Girl Brain-Damaged After Eating KFC Twister Dragged Back to Court as Fast Food Giant Fights $8 Million Ruling

KFC
The saga began at this restaurant in the Sydney suburb of Villawood. Tim Wimborne / Reuters

In an ill-advised PR move, fast-food chain Kentucky Fried Chicken is taking a 14-year-old brain-damaged girl and her family back to court. The restaurant wants to get out of paying the family the $8.3 million it was ordered and for their legal bills to be covered.

Monika Samaan's saga began seven years ago. In 2005, she and her family visited a local KFC restaurant near their home in Sydney, where Samaan had a KFC chicken twister. Samaan and her family became ill with salmonella poisoning but she was the only one who did not recover. Samaan's illness was so severe that she slipped into a coma and was hospitalized for several months. Seven years later, the disease has left Samaan unable to speak and confined to a wheelchair.

In April, an Australian court ordered the chicken establishment to pay the family 8 million Australian dollars, or over $8.3 million in damages. As Supreme Court justice Stephen Rothman said in April, Samaan will not be able to have the normal life that it was believed that she would have. The family, who lives in a modest home in the Sydney suburb of Yagoona, says that Samaan's disability has already depleted their limited resources.

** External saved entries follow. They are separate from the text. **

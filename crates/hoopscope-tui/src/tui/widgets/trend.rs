// Trend widget: per-game points as a line chart, one series per player.

use ratatui::layout::Rect;
use ratatui::style::{Color, Style};
use ratatui::symbols::Marker;
use ratatui::text::Span;
use ratatui::widgets::{Axis, Block, Borders, Chart, Dataset, GraphType};
use ratatui::Frame;

use hoopscope_core::charts::{AxisValue, Figure};

use super::{legend_line, series_color};

/// Vertical headroom above and below the plotted values.
const Y_PADDING: f64 = 1.0;

/// Render the trend figure into the given area.
pub fn render(frame: &mut Frame, area: Rect, figure: &Figure) {
    let series: Vec<Vec<(f64, f64)>> = figure.traces.iter().map(|t| points(&t.x, &t.y)).collect();
    let datasets: Vec<Dataset> = figure
        .traces
        .iter()
        .zip(&series)
        .enumerate()
        .map(|(i, (trace, data))| {
            Dataset::default()
                .name(trace.name.clone())
                .marker(Marker::Braille)
                .graph_type(GraphType::Line)
                .style(Style::default().fg(series_color(i)))
                .data(data)
        })
        .collect();

    let [x_min, x_max] = x_bounds(&series);
    let [y_min, y_max] = y_bounds(figure);
    let axis_style = Style::default().fg(Color::Gray);

    let x_axis = Axis::default()
        .title(figure.x_axis_title.clone().unwrap_or_default())
        .style(axis_style)
        .bounds([x_min, x_max])
        .labels(x_labels(x_min, x_max));
    let y_axis = Axis::default()
        .title(figure.y_axis_title.clone().unwrap_or_default())
        .style(axis_style)
        .bounds([y_min, y_max])
        .labels([
            Span::raw(format!("{y_min:.0}")),
            Span::raw(format!("{:.0}", (y_min + y_max) / 2.0)),
            Span::raw(format!("{y_max:.0}")),
        ]);

    let block = Block::default()
        .borders(Borders::ALL)
        .title(figure.title.clone())
        .title_bottom(legend_line(
            figure.legend_title.as_deref(),
            figure.traces.iter().map(|t| t.name.as_str()),
        ));

    let chart = Chart::new(datasets)
        .block(block)
        .x_axis(x_axis)
        .y_axis(y_axis)
        // The block carries the legend.
        .legend_position(None);
    frame.render_widget(chart, area);
}

/// Pair numeric x values with y values. Category x values use their index.
fn points(x: &[AxisValue], y: &[f64]) -> Vec<(f64, f64)> {
    x.iter()
        .zip(y)
        .enumerate()
        .map(|(i, (xv, yv))| {
            let xf = match xv {
                AxisValue::Number(n) => *n,
                AxisValue::Category(_) => (i + 1) as f64,
            };
            (xf, *yv)
        })
        .collect()
}

fn x_bounds(series: &[Vec<(f64, f64)>]) -> [f64; 2] {
    let xs = series.iter().flatten().map(|(x, _)| *x);
    let min = xs.clone().fold(f64::INFINITY, f64::min);
    let max = xs.fold(f64::NEG_INFINITY, f64::max);
    if min.is_finite() && max > min {
        [min, max]
    } else {
        [1.0, 10.0]
    }
}

fn y_bounds(figure: &Figure) -> [f64; 2] {
    let (min, max) = (figure.min_value(), figure.max_value());
    if min.is_finite() && max.is_finite() && max >= min {
        [min - Y_PADDING, max + Y_PADDING]
    } else {
        [0.0, 1.0]
    }
}

/// First, middle and last game numbers.
fn x_labels(min: f64, max: f64) -> [Span<'static>; 3] {
    let mid = ((min + max) / 2.0).floor();
    [
        Span::raw(format!("{min:.0}")),
        Span::raw(format!("{mid:.0}")),
        Span::raw(format!("{max:.0}")),
    ]
}

// ---------------------------------------------------------------------------
// Tests
// ---------------------------------------------------------------------------
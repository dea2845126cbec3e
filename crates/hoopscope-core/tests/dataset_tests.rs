// Checks that the bundled dataset and default config work together.

use std::path::{Path, PathBuf};

use hoopscope_core::charts::build_charts;
use hoopscope_core::config::load_config_from;
use hoopscope_core::loader::load_stat_table;
use hoopscope_core::resolver::resolve;

fn project_root() -> PathBuf {
    Path::new(env!("CARGO_MANIFEST_DIR")).join("../..")
}

/// Base dir holding only `config/dashboard.toml`, copied from defaults.
fn config_base(name: &str) -> PathBuf {
    let base = std::env::temp_dir().join(name);
    let _ = std::fs::remove_dir_all(&base);
    std::fs::create_dir_all(base.join("config")).unwrap();
    std::fs::copy(
        project_root().join("defaults/dashboard.toml"),
        base.join("config/dashboard.toml"),
    )
    .unwrap();
    base
}

#[test]
fn bundled_csv_loads() {
    let table = load_stat_table(&project_root().join("data/players.csv")).unwrap();
    assert_eq!(table.len(), 24);
    assert_eq!(table.players().len(), 8);
    assert_eq!(table.seasons(), vec!["2021-22", "2022-23", "2023-24"]);
}

#[test]
fn every_season_has_every_player() {
    let table = load_stat_table(&project_root().join("data/players.csv")).unwrap();
    for season in table.seasons() {
        assert_eq!(
            table.season_rows(&season).len(),
            table.players().len(),
            "season {season} is missing players"
        );
    }
}

#[test]
fn default_selection_resolves_without_fallback() {
    let base = config_base("hoopscope_dataset_defaults");
    let config = load_config_from(&base).unwrap();
    let table = load_stat_table(&project_root().join(&config.data_paths.players)).unwrap();

    let result = resolve(
        &table,
        &config.dashboard.default_player_a,
        &config.dashboard.default_player_b,
        &config.dashboard.default_season,
    )
    .unwrap();
    assert!(!result.used_fallback);
    assert!(!result.is_duplicate_selection);

    let charts = build_charts(&result);
    assert_eq!(charts.radar.traces.len(), 2);
    assert_eq!(charts.trend.traces[0].y.len(), 10);

    let _ = std::fs::remove_dir_all(&base);
}

#[test]
fn every_pair_in_every_season_resolves() {
    let table = load_stat_table(&project_root().join("data/players.csv")).unwrap();
    for season in table.seasons() {
        for a in table.players() {
            for b in table.players() {
                let result = resolve(&table, &a, &b, &season).unwrap();
                assert!(!result.used_fallback, "{a} vs {b} in {season} fell back");
                assert_eq!(result.is_duplicate_selection, a == b);
            }
        }
    }
}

Their lawyer said that they are finding it difficult to lift their daughter and care for her basic needs, as well as devote attention to their other children.

At the hearing for Samaan's case, employees at the restaurant branch in question reported handling meat without gloves, throwing food around and even serving chicken after it had already fallen on the ground.

But KFC is arguing in their appeal filing that the Samaans visited an anomalous restaurant. Their lawyers are claiming that judges in the initial hearing did not consider some evidence, gave some evidence more weight than it deserved and that the judge's factual findings were erroneous.

Their appeal could mean that the Samaans would not receive some or any of the money that they were awarded earlier this year. The family says that they have not received any of it as of yet. The fast-food corporation also wants the family to pay their legal bills, which would be thousands of dollars.